A job listing is the first impression you’ll give to a candidate of your company. As an employer, you want every qualified candidate to feel welcomed by your listing.
A new study, however, has found that how you frame a role’s requirements can alienate and deter qualified candidates from applying.
Study: Job requirements framed as personality traits can be turn offs for women applicants
To show the effect of a job advertisement’s wording, University of Ghent researchers recruited woman job seekers to take a personality test, look at job ads, and rate the ads’ attractiveness. They found that women were less attracted to requirements framed as traits — “You are calm/not nervous” — than requirements framed as behaviors — “You remain calm in stressful situations” — when they held the belief that men would penalize them for being emotional or insecure.

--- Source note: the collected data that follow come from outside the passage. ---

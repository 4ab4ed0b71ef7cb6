pub mod dates;
pub mod logger;
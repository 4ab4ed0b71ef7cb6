use crate::models::settings::GradingSystem;

const HUECO_MAX: u32 = 17;

const FONTAINEBLEAU: [&str; 25] = [
    "3", "4-", "4", "4+", "5", "5+", "6A", "6A+", "6B", "6B+", "6C", "6C+", "7A", "7A+", "7B",
    "7B+", "7C", "7C+", "8A", "8A+", "8B", "8B+", "8C", "8C+", "9A",
];

const YOSEMITE_LOW: [&str; 5] = ["5.5", "5.6", "5.7", "5.8", "5.9"];
const YOSEMITE_HIGH_MIN: u32 = 10;
const YOSEMITE_HIGH_MAX: u32 = 15;
const YOSEMITE_LETTERS: [char; 4] = ['a', 'b', 'c', 'd'];

/// Built-in grade tokens, easiest first. Chromatic grades are the user's own
/// colours and have no built-in list.
pub fn grades_for(system: GradingSystem) -> Vec<String> {
    match system {
        GradingSystem::Hueco => (0..=HUECO_MAX).map(|grade| format!("V{grade}")).collect(),
        GradingSystem::Fontainebleau => {
            FONTAINEBLEAU.iter().map(|grade| grade.to_string()).collect()
        }
        GradingSystem::Yosemite => YOSEMITE_LOW
            .iter()
            .map(|grade| grade.to_string())
            .chain((YOSEMITE_HIGH_MIN..=YOSEMITE_HIGH_MAX).flat_map(|number| {
                YOSEMITE_LETTERS
                    .iter()
                    .map(move |letter| format!("5.{number}{letter}"))
            }))
            .collect(),
        GradingSystem::Chromatic => Vec::new(),
    }
}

The researchers call these beliefs “negative meta-stereotypes.”
“Women may infer from a negatively meta-stereotyped trait that they would be assessed in accordance with the negative stereotypes recruiters hold about their social group. If this is perceived as a threat to their social identity, women job seekers would be less attracted to the job and refrain from applying,” the researchers said.

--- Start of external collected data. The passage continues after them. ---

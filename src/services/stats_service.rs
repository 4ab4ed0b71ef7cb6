use chrono::NaiveDate;
use chrono_tz::Tz;
use tracing::debug;

use crate::error::AppResult;
use crate::models::climb::ClimbRecord;
use crate::models::settings::{GradePalette, StatsConfig};
use crate::models::stats::{Bucket, DetailedStats, OverallStats, TimeScale};
use crate::services::bucket_service::bucketize;
use crate::services::climb_query::overall_stats;
use crate::services::color_service::{ColorGenerator, RandomColorGenerator};
use crate::services::grade_classifier::{classify, partition_columns, ColorCache};
use crate::services::pie_layout::layout_pie;
use crate::services::segment_filter::filter_by_bucket;
use crate::services::settings_service::validate_config;
use crate::utils::dates::{parse_timezone, today_in};

/// Statistics for one observer of a climb stream.
///
/// Every call takes a fresh record snapshot. The only state carried between
/// calls is the grade colour cache, so colours stay put as data arrives.
pub struct StatsService {
    config: StatsConfig,
    tz: Tz,
    palette: GradePalette,
    cache: ColorCache,
    generator: Box<dyn ColorGenerator + Send>,
}

impl StatsService {
    pub fn new(config: StatsConfig, palette: GradePalette) -> AppResult<Self> {
        let generator = RandomColorGenerator::new(config.colors.seed, config.colors.max_attempts);
        Self::with_generator(config, palette, Box::new(generator))
    }

    pub fn with_generator(
        config: StatsConfig,
        palette: GradePalette,
        generator: Box<dyn ColorGenerator + Send>,
    ) -> AppResult<Self> {
        validate_config(&config)?;
        let tz = parse_timezone(&config.timezone)?;
        Ok(Self {
            config,
            tz,
            palette,
            cache: ColorCache::new(),
            generator,
        })
    }

    pub fn config(&self) -> &StatsConfig {
        &self.config
    }

    pub fn timezone(&self) -> Tz {
        self.tz
    }

    pub fn today(&self) -> NaiveDate {
        today_in(self.tz)
    }

    /// Swaps the palette after a settings change. Colours already handed out
    /// stay cached.
    pub fn set_palette(&mut self, palette: GradePalette) {
        debug!(
            target: "app::stats",
            chromatic = palette.chromatic_active,
            colors = palette.len(),
            "palette replaced"
        );
        self.palette = palette;
    }

    pub fn palette(&self) -> &GradePalette {
        &self.palette
    }

    pub fn color_cache(&self) -> &ColorCache {
        &self.cache
    }

    pub fn bar_chart(
        &self,
        records: &[ClimbRecord],
        scale: TimeScale,
        reference: NaiveDate,
    ) -> Vec<Bucket> {
        bucketize(records, scale, reference, self.tz)
    }

    pub fn bar_chart_today(&self, records: &[ClimbRecord], scale: TimeScale) -> Vec<Bucket> {
        self.bar_chart(records, scale, self.today())
    }

    /// Pie chart and legend for the bar the user selected.
    pub fn detailed_stats(
        &mut self,
        records: &[ClimbRecord],
        scale: TimeScale,
        label: &str,
        reference: NaiveDate,
    ) -> DetailedStats {
        let selected = filter_by_bucket(records, scale, label, reference, self.tz);
        let groups = classify(
            &selected,
            &self.palette,
            &mut self.cache,
            self.generator.as_mut(),
        );
        let columns = partition_columns(&groups, self.config.legend_columns);
        let values: Vec<f64> = groups.iter().map(|group| f64::from(group.count)).collect();
        let labels = layout_pie(&values, &self.config.chart);

        DetailedStats {
            scale,
            label: label.to_string(),
            title: scale.full_label(label),
            total_climbs: selected.len(),
            groups,
            columns,
            labels,
        }
    }

    pub fn overall_stats(&self, records: &[ClimbRecord]) -> OverallStats {
        overall_stats(records, self.tz)
    }
}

In a separate experiment, the researchers found that wording a listing as a trait would make a woman less likely to apply for a job. Thus, the researchers conclude that including rigid personality traits like “You are calm” as a job requirement “underlines that the way job ads are written may have a discriminatory effect even when there is no discriminatory intent.”

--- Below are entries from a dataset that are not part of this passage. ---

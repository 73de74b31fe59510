use std::time::SystemTime;

use tracing::warn;

use crate::{
    dto::{format_system_time, health::HealthResponse},
    state::SharedState,
};

/// Report the degraded flag and the active room count while logging storage issues.
pub async fn health_status(state: &SharedState) -> HealthResponse {
    match state.require_store().await {
        Ok(store) => {
            if let Err(err) = store.health_check().await {
                warn!(error = %err, "storage health check failed");
            }
        }
        Err(_) => warn!("storage unavailable (degraded mode)"),
    }

    let active_rooms = state.active_rooms().len();
    let timestamp = format_system_time(SystemTime::now());
    if state.is_degraded() {
        HealthResponse::degraded(active_rooms, timestamp)
    } else {
        HealthResponse::ok(active_rooms, timestamp)
    }
}

#[cfg(test)]
mod tests {
    use std::sync::Arc;

    use super::*;
    use crate::{
        config::AppConfig,
        dao::kv_store::memory::MemoryStore,
        state::{AppState, room::RoomCode},
    };

    #[tokio::test]
    async fn reports_degraded_until_store_installed() {
        let state = AppState::new(AppConfig::default());
        assert_eq!(health_status(&state).await.status, "degraded");

        state.install_store(Arc::new(MemoryStore::new())).await;
        state.active_rooms().add(&RoomCode::parse("r1").unwrap());
        let status = health_status(&state).await;
        assert_eq!(status.status, "ok");
        assert_eq!(status.active_rooms, 1);
        assert!(status.timestamp.contains('T'));
    }
}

Why getting the wording right in a job ad matters
In the early recruitment stage of a job hunt, candidates have little information to base their decisions on, so verbal cues within job listings take on an outsized influence. That’s why asking for a ninja or a guru for your next hire can deter qualified applicants from applying.
The bottom line
Everything — from how the role is framed to what words you choose to include — matters. It’s a reminder for employers to spend as much time crafting their job listing to get the wording right as they do with any other component of the hiring process.